С точки зрения «тотального подхода» реальность нельзя было описать исключительно в терминах успеха или провала. В рассказе о ней всегда должен быть отражен процесс, движение, создаваемое в результате борьбы антагонистических сил: хорошего и плохого, прогрессивного и отсталого, сознательного и стихийного. И хотя с точки зрения официального дискурса все прогрессивное в советском обществе безусловно превалировало, отсталому – недостаткам, пережиткам и ошибкам – также всегда уделялось внимание[817]. Описание успехов в совокупности с «отдельными недостатками» стало общим местом в суждениях о социалистической реальности.

Принципы описания реальности, закрепленные в языке советского официального дискурса, перекликаются с особенностями соцреализма в литературе. По мнению Катарины Кларк, исследовавшей master plot соцреалистических романов, именно противопоставление «стихийного» «сознательному» является сюжетообразующим элементом, вокруг которого строится основное повествование[818]. Ставшая «общим местом» советских художественных произведений борьба главного героя за лучшее будущее и преодоление им на пути к победе многочисленных преград находят множество параллелей с формой обсуждения производственных вопросов и рутины на страницах протоколов партсобраний[819]. Таким образом, советское публичное пространство становилось специфическим или отличным от пространства других стран не только в силу особенной организации власти (создание новых институтов и публичных пространств, к которым мы относим партсобрания), но и в силу создания специфического языка, на котором говорили в этих пространствах.

Языку как инструменту изучения советской культуры посвящены многие исследования[820]. Один из основоположников этого направления в истории Стивен Коткин размышлял о советском новоязе как средстве и способе советизации населения. Усваивая новую для себя терминологию и речевые обороты, рабочие Магнитогорстка 1930‐х годов учились мыслить в новых для себя категориях[821]. К схожим выводам приходила Шейла Фицпатрик, анализируя крестьянские документы личного происхождения 1920–1930‐х годов: биографии, жалобы, письма во власть, доносы[822]. По ее мнению, после революции люди не просто осваивали советский язык, чтобы стать полноценными гражданами новой страны, но пытались инструментализировать его, используя для решения собственных проблем, будь то расширение жилплощади или получение финансовой помощи от государства.

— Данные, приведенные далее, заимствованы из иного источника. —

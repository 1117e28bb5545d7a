use allsky_capture::analysis::LumaMeanEstimator;
use allsky_capture::camera::LibcameraStill;
use allsky_capture::cli::{
    apply_overrides, handle_config_action, print_summary, show_sun, Args, Command,
};
use allsky_capture::clock::SystemClock;
use allsky_capture::config::Config;
use allsky_capture::effects::ScriptDispatcher;
use allsky_capture::scheduler::{Collaborators, Scheduler};
use allsky_capture::signals::{install_handlers, StopFlag, EXIT_ERROR_STOP};
use allsky_capture::solar::NoaaSolarCalculator;
use clap::Parser;

fn main() {
    // Load .env file before anything else; a missing file is fine
    let _ = dotenv::dotenv();

    let args = Args::parse();

    env_logger::Builder::from_env(env_logger::Env::default().default_filter_or(args.log_filter()))
        .init();

    match args.command {
        Some(Command::Config { ref action }) => {
            handle_config_action(action.clone(), args.config.as_deref());
        }
        Some(Command::Sun) => {
            let result = Config::load(args.config.as_deref()).and_then(|c| show_sun(&c));
            if let Err(e) = result {
                eprintln!("Error: {}", e);
                std::process::exit(1);
            }
        }
        None => std::process::exit(run(&args)),
    }
}

/// Run the capture loop and return the process exit code.
fn run(args: &Args) -> i32 {
    let mut config = match Config::load(args.config.as_deref()) {
        Ok(c) => c,
        Err(e) => {
            log::error!("{}", e);
            return EXIT_ERROR_STOP;
        }
    };
    apply_overrides(&mut config, args);

    let settings = match config.scheduler_settings() {
        Ok(s) => s,
        Err(e) => {
            log::error!("Configuration error: {}", e);
            return EXIT_ERROR_STOP;
        }
    };
    let location = match config.location() {
        Ok(l) => l,
        Err(e) => {
            log::error!("Configuration error: {}", e);
            return EXIT_ERROR_STOP;
        }
    };

    let stop = StopFlag::new();
    if let Err(e) = install_handlers(&stop) {
        log::error!("{}", e);
        return EXIT_ERROR_STOP;
    }

    log::info!("******************************************");
    log::info!("*** Allsky Camera Software {} ***", env!("CARGO_PKG_VERSION"));
    log::info!("******************************************");
    print_summary(&config, &settings);

    let mut camera =
        LibcameraStill::new(config.camera.command.clone()).with_extra_timeout(config.extra_timeout());
    let mut solar = NoaaSolarCalculator::new(location);
    let mut estimator = LumaMeanEstimator;
    let effects = ScriptDispatcher::new(
        config.output.scripts_dir.clone(),
        config.output.notification_images,
    );
    let mut clock = SystemClock;

    let mut scheduler = Scheduler::new(
        settings,
        Collaborators {
            camera: &mut camera,
            solar: &mut solar,
            estimator: &mut estimator,
            effects: &effects,
            clock: &mut clock,
        },
        stop,
    );
    scheduler.run().exit_code()
}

Размышляя над документами личного происхождения советских людей, написанными в период сталинизма, Йохен Хелльбек и Игал Халфин видели в ведении дневников, составлении автобиографий, выступлениях на партийных чистках практики работы над собой. Сравнивая себя с советскими героями и развивая в себе те качества, которые казались людям главными для жизни в советском государстве, они взращивали в себе «советскую личность»[823]. «Работа над собой» продолжалась и в более позднее время. Как показала Алексис Пери в своей работе о ленинградской блокаде, люди стремились сохранить свою советскую субъектность в условиях катастрофы, ведя дневники и описывая увиденное и пережитое в категориях советского языка, ставшего родным и понятным для поколения горожан, рожденных в СССР[824]. И хотя проводимая работа над собой далеко не всегда была ориентирована на публику, пространство партийных собраний 1930‐х годов, как правило, ее подразумевало[825].

При всей разнице подходов к изучению советского языка и советской субьективности исследователи сходятся во мнении о том, что именно сталинизм стал критически важным для формирования официального советского дискурса. По мнению Алексея Юрчака, время, когда Иосиф Сталин признавался главным источником истинности и достоверности всех основных суждений и концепций в советской культуре, породило весьма своеобразную систему артикуляции смыслов[826]. Признавая верность «сталинской экспертизы» в годы культа личности, советский послевоенный дискурс оказался в беспомощном состоянии после кончины вождя. Никто из его наследников не смог приобрести тот же статус «эксперта», что и Сталин. В результате официальный дискурс стал воспроизводить проверенные временем формулировки, повторяя их снова и снова как наиболее нейтральные и не противоречивые. Такой извод советского дискурса породил своеобразный феномен, названный Юрчаком «перформативным сдвигом»[827].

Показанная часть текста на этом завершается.